Encapsulated organic photovoltaic cells are promising candidates for wearable power sources owing to their high power conversion efficiency, mechanical robustness and stability against some environmental factors. Conventional encapsulation barriers have indeed proven to be effective against air and moisture ingression while retaining good mechanical flexibility. However, washability, another crucial aspect to textile integration, has been poorly addressed despite some promising initial results. Now, Seok Ho Cho, Kyung Cheol Choi and colleagues at the Korea Advanced Institute of Science and Technology and Chonnam National University have used an oxide capping layer on top of an aluminium oxide/zinc oxide encapsulation barrier to provide a textile-based optoelectronic module with improved water impermeability.
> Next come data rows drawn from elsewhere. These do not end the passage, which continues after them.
//! Command implementations for the SNOTEL CLI.
//!
//! Provides subcommands for listing and filtering sites, fetching daily
//! observations, and computing day-of-water-year normals.

use chrono::NaiveDate;
use clap::{Args, Subcommand};
use snotel_core::client::{ClientConfig, DEFAULT_BASE_URL};
use snotel_core::element::Element;
use snotel_core::site::SNOTEL_NETWORK;
use snotel_utils::dates::parse_date;
use std::path::PathBuf;
use std::time::Duration;

pub mod dowy;
pub mod fetch;
pub mod normals;
pub mod retry;
pub mod sites;

/// Connection options shared by every subcommand that talks to AWDB.
#[derive(Args, Debug, Clone)]
pub struct ApiArgs {
    /// Base URL of the AWDB REST service
    #[arg(long, env = "SNOTEL_API_URL", default_value = DEFAULT_BASE_URL, global = true)]
    pub api_url: String,

    /// Per-request timeout in seconds
    #[arg(long, default_value_t = 60, global = true)]
    pub timeout_secs: u64,

    /// Pause between consecutive requests in milliseconds
    #[arg(long, default_value_t = 500, global = true)]
    pub pause_ms: u64,
}

impl ApiArgs {
    pub fn client_config(&self) -> ClientConfig {
        ClientConfig {
            base_url: self.api_url.trim_end_matches('/').to_string(),
            timeout: Duration::from_secs(self.timeout_secs),
            request_pause: Duration::from_millis(self.pause_ms),
        }
    }
}

#[derive(Subcommand)]
pub enum Command {
    /// List stations of a network and write the ones passing the filters as GeoJSON
    Sites {
        /// Network code
        #[arg(long, default_value = SNOTEL_NETWORK)]
        network: String,

        /// Two-letter state code
        #[arg(long)]
        state: Option<String>,

        /// Keep sites inside "min_lon,min_lat,max_lon,max_lat"
        #[arg(long)]
        bbox: Option<String>,

        /// Keep sites inside the polygons of a GeoJSON file
        #[arg(long)]
        region: Option<PathBuf>,

        /// Keep sites whose name contains this text (case-insensitive)
        #[arg(long)]
        name: Option<String>,

        /// Keep sites at or above this elevation in feet
        #[arg(long)]
        min_elevation: Option<f64>,

        /// Include stations that no longer report
        #[arg(long)]
        include_inactive: bool,

        /// Filter an existing sites GeoJSON file instead of querying AWDB
        #[arg(short = 'i', long)]
        input: Option<PathBuf>,

        /// Retries for transient failures
        #[arg(long, default_value_t = 2)]
        retries: u32,

        /// Output path for the sites GeoJSON
        #[arg(short = 'o', long)]
        out: PathBuf,
    },

    /// Fetch daily observations for every site in a sites GeoJSON file
    Fetch {
        /// Sites GeoJSON written by `sites`
        #[arg(short = 's', long)]
        sites: PathBuf,

        /// Element code (WTEQ, SNWD, PREC, TAVG)
        #[arg(short = 'e', long, default_value = "WTEQ")]
        element: Element,

        /// First day to fetch (YYYY-MM-DD)
        #[arg(long, value_parser = parse_date)]
        begin: NaiveDate,

        /// Last day to fetch (YYYY-MM-DD), defaults to today
        #[arg(long, value_parser = parse_date)]
        end: Option<NaiveDate>,

        /// Retries per site for transient failures
        #[arg(long, default_value_t = 2)]
        retries: u32,

        /// Output path for the observations CSV
        #[arg(short = 'o', long)]
        out: PathBuf,
    },

    /// Compute day-of-water-year normals and percent of normal for one site
    Normals {
        /// Observations CSV written by `fetch`
        #[arg(long)]
        observations: PathBuf,

        /// Station triplet, e.g. 335:CO:SNTL
        #[arg(long)]
        site: String,

        /// Element code
        #[arg(short = 'e', long, default_value = "WTEQ")]
        element: Element,

        /// Reference date (YYYY-MM-DD), defaults to the latest observation
        #[arg(long, value_parser = parse_date)]
        date: Option<NaiveDate>,

        /// Leave the reference date's water year out of the baseline
        #[arg(long)]
        exclude_current: bool,

        /// Output path for the per-day normals CSV
        #[arg(short = 'o', long)]
        out: Option<PathBuf>,
    },

    /// Print the water year and day of water year of a date
    Dowy {
        /// Date (YYYY-MM-DD)
        #[arg(value_parser = parse_date)]
        date: NaiveDate,
    },
}

pub async fn run(api: &ApiArgs, command: Command) -> anyhow::Result<()> {
    match command {
        Command::Sites {
            network,
            state,
            bbox,
            region,
            name,
            min_elevation,
            include_inactive,
            input,
            retries,
            out,
        } => {
            let filter = sites::build_filter(
                bbox.as_deref(),
                region.as_deref(),
                name,
                min_elevation,
            )?;
            let source = match input {
                Some(path) => sites::SiteSource::File(path),
                None => sites::SiteSource::Service {
                    network,
                    state,
                    active_only: !include_inactive,
                    retries,
                },
            };
            sites::run_sites(api, source, &filter, &out).await
        }
        Command::Fetch {
            sites,
            element,
            begin,
            end,
            retries,
            out,
        } => fetch::run_fetch(api, &sites, element, begin, end, retries, &out).await,
        Command::Normals {
            observations,
            site,
            element,
            date,
            exclude_current,
            out,
        } => normals::run_normals(
            &observations,
            &site,
            element,
            date,
            exclude_current,
            out.as_deref(),
        ),
        Command::Dowy { date } => {
            dowy::run_dowy(date);
            Ok(())
        }
    }
}
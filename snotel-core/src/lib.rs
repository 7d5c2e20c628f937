//! Core types for SNOTEL snow sensor data.
//!
//! - [`site`]: station metadata as reported by the AWDB station service
//! - [`element`]: measured variables (snow water equivalent, snow depth, ...)
//! - [`observation`]: timestamped values with quality flags, CSV interchange
//! - [`water_year`]: October-to-September calendar and day-of-water-year index
//! - [`date_range`]: inclusive day iterator used for queries
//! - `client` (feature `api`): async AWDB REST client

pub mod date_range;
pub mod element;
pub mod observation;
pub mod site;
pub mod water_year;

#[cfg(feature = "api")]
pub mod client;
//! Descriptive statistics over SNOTEL observation history.
//!
//! - [`normals`]: per day-of-water-year aggregates across all years of record
//! - [`percent`]: percent of normal against the historical median
//! - [`water_year_stats`]: lowest/highest value and date for each water year

pub mod normals;
pub mod percent;
pub mod water_year_stats;

pub use normals::{DayAggregate, DaySummary, HistoricalNormals};
pub use percent::{observed_on, percent_of_normal, percent_of_normal_on, PercentOfNormal};
pub use water_year_stats::WaterYearStatistics;

use thiserror::Error;

#[derive(Debug, Error)]
pub enum StatsError {
    #[error("CSV error: {0}")]
    Csv(#[from] csv::Error),
    #[error("I/O error: {0}")]
    Io(#[from] std::io::Error),
}

/// Arithmetic mean. `None` for an empty slice.
pub fn mean(data: &[f64]) -> Option<f64> {
    if data.is_empty() {
        return None;
    }
    Some(data.iter().sum::<f64>() / data.len() as f64)
}

/// Sample standard deviation with N-1 denominator. `None` with fewer than
/// two values.
pub fn sample_std_dev(data: &[f64]) -> Option<f64> {
    let n = data.len();
    if n < 2 {
        return None;
    }
    let mean = mean(data)?;
    let variance = data.iter().map(|&x| (x - mean) * (x - mean)).sum::<f64>() / (n as f64 - 1.0);
    Some(variance.sqrt())
}

/// Median of pre-sorted data. For even length, averages the middle two values.
pub fn median(sorted: &[f64]) -> Option<f64> {
    let n = sorted.len();
    if n == 0 {
        return None;
    }
    if n % 2 == 1 {
        Some(sorted[n / 2])
    } else {
        Some((sorted[n / 2 - 1] + sorted[n / 2]) / 2.0)
    }
}
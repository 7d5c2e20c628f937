use crate::GeoError;
use geo::Rect;
use std::str::FromStr;

/// An axis-aligned longitude/latitude box. Edges are inclusive.
#[derive(Debug, Clone, Copy, PartialEq)]
pub struct BoundingBox {
    pub min_lon: f64,
    pub min_lat: f64,
    pub max_lon: f64,
    pub max_lat: f64,
}

impl BoundingBox {
    pub fn new(min_lon: f64, min_lat: f64, max_lon: f64, max_lat: f64) -> Result<Self, GeoError> {
        let values = [min_lon, min_lat, max_lon, max_lat];
        if values.iter().any(|v| !v.is_finite()) {
            return Err(GeoError::InvalidBoundingBox(
                "coordinates must be finite numbers".to_string(),
            ));
        }
        if min_lon > max_lon || min_lat > max_lat {
            return Err(GeoError::InvalidBoundingBox(format!(
                "minimum corner ({min_lon}, {min_lat}) lies beyond maximum corner ({max_lon}, {max_lat})"
            )));
        }
        if !(-180.0..=180.0).contains(&min_lon)
            || !(-180.0..=180.0).contains(&max_lon)
            || !(-90.0..=90.0).contains(&min_lat)
            || !(-90.0..=90.0).contains(&max_lat)
        {
            return Err(GeoError::InvalidBoundingBox(
                "coordinates are outside longitude/latitude range".to_string(),
            ));
        }
        Ok(Self {
            min_lon,
            min_lat,
            max_lon,
            max_lat,
        })
    }

    pub fn contains(&self, lon: f64, lat: f64) -> bool {
        self.min_lon <= lon && lon <= self.max_lon && self.min_lat <= lat && lat <= self.max_lat
    }
}

impl From<Rect<f64>> for BoundingBox {
    fn from(rect: Rect<f64>) -> Self {
        Self {
            min_lon: rect.min().x,
            min_lat: rect.min().y,
            max_lon: rect.max().x,
            max_lat: rect.max().y,
        }
    }
}

/// Parses `"min_lon,min_lat,max_lon,max_lat"`, the order GeoJSON `bbox`
/// members use.
impl FromStr for BoundingBox {
    type Err = GeoError;

    fn from_str(s: &str) -> Result<Self, Self::Err> {
        let parts: Vec<&str> = s.split(',').map(str::trim).collect();
        if parts.len() != 4 {
            return Err(GeoError::InvalidBoundingBox(format!(
                "expected min_lon,min_lat,max_lon,max_lat, got {s:?}"
            )));
        }
        let mut values = [0.0; 4];
        for (slot, part) in values.iter_mut().zip(&parts) {
            *slot = part
                .parse::<f64>()
                .map_err(|_| GeoError::InvalidBoundingBox(format!("{part:?} is not a number")))?;
        }
        BoundingBox::new(values[0], values[1], values[2], values[3])
    }
}

#[cfg(test)]
mod tests {
    use super::BoundingBox;
    use geo::{coord, Rect};

    #[test]
    fn test_parse_and_contains_inclusive_edges() {
        let bbox: BoundingBox = "-109.1, 36.9, -102.0, 41.0".parse().unwrap();
        assert!(bbox.contains(-105.0, 40.0));
        assert!(bbox.contains(-109.1, 36.9));
        assert!(bbox.contains(-102.0, 41.0));
        assert!(!bbox.contains(-110.0, 40.0));
        assert!(!bbox.contains(-105.0, 41.01));
    }

    #[test]
    fn test_rejects_inverted_and_malformed_boxes() {
        assert!("-102,36.9,-109.1,41".parse::<BoundingBox>().is_err());
        assert!("1,2,3".parse::<BoundingBox>().is_err());
        assert!("a,b,c,d".parse::<BoundingBox>().is_err());
        assert!("0,0,200,10".parse::<BoundingBox>().is_err());
        assert!(BoundingBox::new(f64::NAN, 0.0, 1.0, 1.0).is_err());
    }

    #[test]
    fn test_from_rect() {
        let rect = Rect::new(coord! { x: -120.0, y: 35.0 }, coord! { x: -118.0, y: 38.0 });
        let bbox = BoundingBox::from(rect);
        assert_eq!(bbox.min_lon, -120.0);
        assert_eq!(bbox.max_lat, 38.0);
    }
}
use crate::water_year::water_year_for_date;
use chrono::{FixedOffset, NaiveDate, Offset, Utc};
use serde::{Deserialize, Serialize};

/// AWDB network code for SNOTEL stations.
pub const SNOTEL_NETWORK: &str = "SNTL";

/// A snow monitoring site.
///
/// Holds the station metadata the AWDB station service reports. Sites are
/// fetched once and treated as read-only reference data afterwards.
///
/// See: <https://www.nrcs.usda.gov/resources/data-and-reports/snow-and-water-interactive-map>
#[derive(Debug, PartialEq, Clone, Serialize, Deserialize)]
pub struct Site {
    /// Station triplet, `<station id>:<state>:<network>` (e.g. "1000:OR:SNTL")
    pub triplet: String,
    /// Human-readable name of the station
    pub name: String,
    /// Two-letter state code
    pub state: String,
    /// Network code ("SNTL" for SNOTEL)
    pub network: String,
    #[serde(default, skip_serializing_if = "Option::is_none")]
    pub county: Option<String>,
    /// Hydrologic unit code of the watershed the station sits in
    #[serde(default, skip_serializing_if = "Option::is_none")]
    pub huc: Option<String>,
    /// Elevation of the station in feet
    #[serde(default, skip_serializing_if = "Option::is_none")]
    pub elevation_ft: Option<f64>,
    /// Latitude in decimal degrees (WGS84)
    pub latitude: f64,
    /// Longitude in decimal degrees (WGS84)
    pub longitude: f64,
    /// Offset from UTC in hours of the station's reporting clock
    #[serde(default, skip_serializing_if = "Option::is_none")]
    pub data_time_zone: Option<f64>,
    #[serde(default, skip_serializing_if = "Option::is_none")]
    pub begin_date: Option<NaiveDate>,
    #[serde(default, skip_serializing_if = "Option::is_none")]
    pub end_date: Option<NaiveDate>,
}

impl Site {
    /// Split a station triplet into (station id, state, network).
    pub fn split_triplet(triplet: &str) -> Option<(&str, &str, &str)> {
        let mut parts = triplet.split(':');
        let id = parts.next()?;
        let state = parts.next()?;
        let network = parts.next()?;
        if parts.next().is_some() || id.is_empty() || state.is_empty() || network.is_empty() {
            return None;
        }
        Some((id, state, network))
    }

    /// The station id portion of the triplet.
    pub fn station_id(&self) -> &str {
        self.triplet.split(':').next().unwrap_or(&self.triplet)
    }

    /// (longitude, latitude), the axis order GeoJSON and `geo` use.
    pub fn point(&self) -> (f64, f64) {
        (self.longitude, self.latitude)
    }

    /// The fixed UTC offset observation timestamps are reported in. Falls
    /// back to UTC when the station reports no (or an impossible) offset.
    pub fn utc_offset(&self) -> FixedOffset {
        self.data_time_zone
            .filter(|hours| hours.is_finite())
            .and_then(|hours| FixedOffset::east_opt((hours * 3600.0).round() as i32))
            .unwrap_or_else(|| Utc.fix())
    }

    /// Whether the station was reporting on `date` according to its
    /// begin/end of record. Unknown bounds are treated as open.
    pub fn is_active_on(&self, date: NaiveDate) -> bool {
        let started = self.begin_date.map_or(true, |begin| begin <= date);
        let not_ended = self.end_date.map_or(true, |end| date <= end);
        started && not_ended
    }

    /// Number of complete water years of record as of `reference`, or `None`
    /// when the begin date is unknown.
    pub fn record_years(&self, reference: NaiveDate) -> Option<u32> {
        let begin = self.begin_date?;
        let last = match self.end_date {
            Some(end) if end < reference => end,
            _ => reference,
        };
        if last < begin {
            return Some(0);
        }
        // partial first and last water years do not count
        let first_complete = if begin == first_day_of_water_year(begin) {
            water_year_for_date(begin)
        } else {
            water_year_for_date(begin) + 1
        };
        let last_complete = if last == last_day_of_water_year(last) {
            water_year_for_date(last)
        } else {
            water_year_for_date(last) - 1
        };
        Some((last_complete - first_complete + 1).max(0) as u32)
    }
}

fn first_day_of_water_year(date: NaiveDate) -> NaiveDate {
    crate::water_year::water_year_start(water_year_for_date(date)).unwrap_or(date)
}

fn last_day_of_water_year(date: NaiveDate) -> NaiveDate {
    crate::water_year::water_year_end(water_year_for_date(date)).unwrap_or(date)
}

#[cfg(test)]
mod tests {
    use super::Site;
    use chrono::NaiveDate;

    fn site() -> Site {
        Site {
            triplet: "1000:OR:SNTL".to_string(),
            name: "Annie Springs".to_string(),
            state: "OR".to_string(),
            network: "SNTL".to_string(),
            county: Some("Klamath".to_string()),
            huc: Some("171003020201".to_string()),
            elevation_ft: Some(6010.0),
            latitude: 42.87,
            longitude: -122.17,
            data_time_zone: Some(-8.0),
            begin_date: NaiveDate::from_ymd_opt(2000, 10, 1),
            end_date: None,
        }
    }

    #[test]
    fn test_split_triplet() {
        assert_eq!(
            Site::split_triplet("1000:OR:SNTL"),
            Some(("1000", "OR", "SNTL"))
        );
        assert_eq!(Site::split_triplet("1000:OR"), None);
        assert_eq!(Site::split_triplet("1000::SNTL"), None);
        assert_eq!(Site::split_triplet("1:2:3:4"), None);
        assert_eq!(site().station_id(), "1000");
    }

    #[test]
    fn test_utc_offset_from_data_time_zone() {
        assert_eq!(site().utc_offset().local_minus_utc(), -8 * 3600);
        let mut unknown = site();
        unknown.data_time_zone = None;
        assert_eq!(unknown.utc_offset().local_minus_utc(), 0);
        unknown.data_time_zone = Some(99.0);
        assert_eq!(unknown.utc_offset().local_minus_utc(), 0);
    }

    #[test]
    fn test_is_active_on() {
        let mut s = site();
        assert!(s.is_active_on(NaiveDate::from_ymd_opt(2022, 1, 1).unwrap()));
        assert!(!s.is_active_on(NaiveDate::from_ymd_opt(1999, 1, 1).unwrap()));
        s.end_date = NaiveDate::from_ymd_opt(2010, 9, 30);
        assert!(!s.is_active_on(NaiveDate::from_ymd_opt(2011, 1, 1).unwrap()));
    }

    #[test]
    fn test_record_years_counts_complete_water_years() {
        let s = site();
        // WY2001 through WY2021 complete as of 2021-09-30
        let end_of_wy = NaiveDate::from_ymd_opt(2021, 9, 30).unwrap();
        assert_eq!(s.record_years(end_of_wy), Some(21));
        // mid-year reference does not count the running year
        let mid = NaiveDate::from_ymd_opt(2022, 3, 1).unwrap();
        assert_eq!(s.record_years(mid), Some(21));

        let mut late_start = site();
        late_start.begin_date = NaiveDate::from_ymd_opt(2000, 11, 15);
        assert_eq!(late_start.record_years(end_of_wy), Some(20));

        let mut unknown = site();
        unknown.begin_date = None;
        assert_eq!(unknown.record_years(end_of_wy), None);
    }

    #[test]
    fn test_json_round_trip_skips_missing_optionals() {
        let mut s = site();
        s.county = None;
        let json = serde_json::to_string(&s).unwrap();
        assert!(!json.contains("county"));
        let back: Site = serde_json::from_str(&json).unwrap();
        assert_eq!(back, s);
    }
}
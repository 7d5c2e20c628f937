use crate::BoundingBox;
use geo::{BoundingRect, Contains, MultiPolygon, Point, Polygon};

/// A named area of interest, e.g. a watershed or mountain range outline.
#[derive(Debug, Clone, PartialEq)]
pub struct Region {
    pub name: Option<String>,
    shape: MultiPolygon<f64>,
    envelope: Option<BoundingBox>,
}

impl Region {
    pub fn new(name: Option<String>, shape: MultiPolygon<f64>) -> Self {
        let envelope = shape.bounding_rect().map(BoundingBox::from);
        Self {
            name,
            shape,
            envelope,
        }
    }

    pub fn from_polygon(name: Option<String>, polygon: Polygon<f64>) -> Self {
        Self::new(name, MultiPolygon(vec![polygon]))
    }

    pub fn shape(&self) -> &MultiPolygon<f64> {
        &self.shape
    }

    /// Envelope of the region, `None` for an empty shape.
    pub fn bounding_box(&self) -> Option<BoundingBox> {
        self.envelope
    }

    /// Point-in-polygon test. Points on the boundary are not contained and
    /// holes are respected.
    pub fn contains(&self, lon: f64, lat: f64) -> bool {
        match &self.envelope {
            Some(envelope) if envelope.contains(lon, lat) => {
                self.shape.contains(&Point::new(lon, lat))
            }
            _ => false,
        }
    }
}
The researchers suggest that the cause of degradation in the barrier layers is a phase transition occurring in the aluminium oxide when immersed in water. They demonstrate that this can be prevented with a capping layer of a silicon oxide-based polymer that stabilizes the aluminium oxide. To test the encapsulation water resistance, they constructed organic solar cells on a polyethylene naphthalate fabric and conducted washing tests in detergent-containing water. Only 2% of the device power conversion efficiency was lost after 20 washing cycles of 10 minutes each. This result motivated the researchers to test the encapsulation barrier also on a textile-based module composed of organic solar cells and light-emitting diodes, a prototype of self-powered smart clothing. Encouragingly, after 30 days of washing and bending tests, more than 92% of the module performances were retained.